Historia

La historia de la calculadora

🕐 12 min de lectura 📅 Actualizado 2025

Desde que el ser humano empezó a contar, ha buscado maneras de hacerlo más rápido. La historia de la calculadora es, en realidad, la historia de nuestra eterna búsqueda por simplificar los números. Es un viaje de más de 4.000 años que va desde piedras en la arena hasta los microchips que hoy llevas en el bolsillo.

En resumen

La calculadora evolucionó en cuatro grandes etapas: las herramientas manuales (ábaco), las máquinas mecánicas (pascalina), las calculadoras electromecánicas y, finalmente, las electrónicas y digitales que conocemos hoy.

El ábaco: la primera calculadora (2700 a.C.)

2700 a.C. — Mesopotamia

Mucho antes de la electricidad, los sumerios ya usaban el ábaco, considerado el primer instrumento de cálculo de la historia. Consistía en un tablero con surcos donde se movían piedras o cuentas para representar cantidades.
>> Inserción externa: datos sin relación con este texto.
use serde::{Deserialize, Serialize};

#[derive(Debug, Clone, Serialize, Deserialize)]
pub struct ApiKeyConfig {
    /// HMAC secret used to hash stored API keys. Changing it invalidates every issued key.
    #[serde(default = "default_api_key_secret")]
    pub secret: String,
}

fn default_api_key_secret() -> String {
    "change-me-api-key-secret".to_string()
}

impl Default for ApiKeyConfig {
    fn default() -> Self {
        Self {
            secret: default_api_key_secret(),
        }
    }
}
El ábaco se perfeccionó en distintas culturas. Los romanos tenían su propia versión, y los chinos desarrollaron el suanpan, mientras que los japoneses crearon el soroban, que aún se enseña en algunas escuelas. Lo notable es que un usuario experto del ábaco puede competir en velocidad con una calculadora moderna en operaciones básicas.

La era mecánica: la pascalina (1642)

1642 — Francia

El matemático francés Blaise Pascal, con apenas 19 años, inventó la pascalina para ayudar a su padre, un recaudador de impuestos. Era una caja con ruedas dentadas que podía sumar y restar de forma automática mediante un sistema de engranajes.

Décadas después, el alemán Gottfried Leibniz mejoró el diseño con su "calculadora de pasos" (1673), capaz de multiplicar y dividir. Leibniz también soñó con una máquina que pudiera operar con un sistema binario — una idea visionaria que sería la base de los computadores tres siglos más tarde.

Dato curioso

Pascal construyó alrededor de 50 pascalinas, pero su alto costo y complejidad las convirtieron más en una curiosidad para coleccionistas que en una herramienta práctica de la época.

La revolución industrial del cálculo (1820)

1820 — Francia

El aritmómetro de Charles Xavier Thomas de Colmar fue la primera calculadora mecánica producida en masa y vendida comercialmente con éxito. Por primera vez, oficinas y comercios podían tener una máquina de calcular confiable.

Durante el siglo XIX y principios del XX, las calculadoras mecánicas se volvieron cada vez más sofisticadas. Marcas como Curta crearon dispositivos compactos y precisos que se usaron hasta bien entrada la era electrónica.

La era electrónica (1960-1970)

1961 — Reino Unido

La ANITA Mark VIII fue la primera calculadora electrónica de escritorio del mundo. Usaba tubos de vacío y reemplazó el ruido de los engranajes por la silenciosa electrónica.

El verdadero punto de inflexión llegó con el transistor y luego el microchip. En 1967, Texas Instruments desarrolló la primera calculadora de mano (la "Cal Tech"), sentando las bases de un mercado masivo.

La calculadora de bolsillo

A principios de los años 70, empresas como Hewlett-Packard y Texas Instruments lanzaron calculadoras que cabían en un bolsillo. La HP-35 (1972) fue la primera calculadora científica de mano, capaz de hacer funciones trigonométricas y logarítmicas — algo que antes requería tablas impresas y reglas de cálculo.

El fin de una era

La calculadora científica de bolsillo hizo obsoleta a la regla de cálculo, una herramienta que los ingenieros habían usado durante más de 300 años. En cuestión de pocos años, dejó de fabricarse.

La era digital y el software (1980-hoy)

1985 — Japón

Casio lanzó la fx-7000G, la primera calculadora gráfica, capaz de dibujar funciones en una pantalla. Se volvió un estándar en aulas de todo el mundo.

Con la llegada de los computadores personales y luego los smartphones, la calculadora dejó de ser un objeto físico para convertirse en software. Hoy, prácticamente todos los dispositivos incluyen una calculadora, y existen versiones online — como esta — accesibles desde cualquier navegador sin instalar nada.

La calculadora hoy

La calculadora moderna ha vuelto al lugar donde empezó: ser una herramienta universal y accesible. La diferencia es que ahora vive en la nube, funciona en cualquier dispositivo y puede realizar en milisegundos cálculos que a Pascal le habrían tomado horas. De las piedras del ábaco a los píxeles de tu pantalla, la misión sigue siendo la misma: ayudarnos a contar mejor.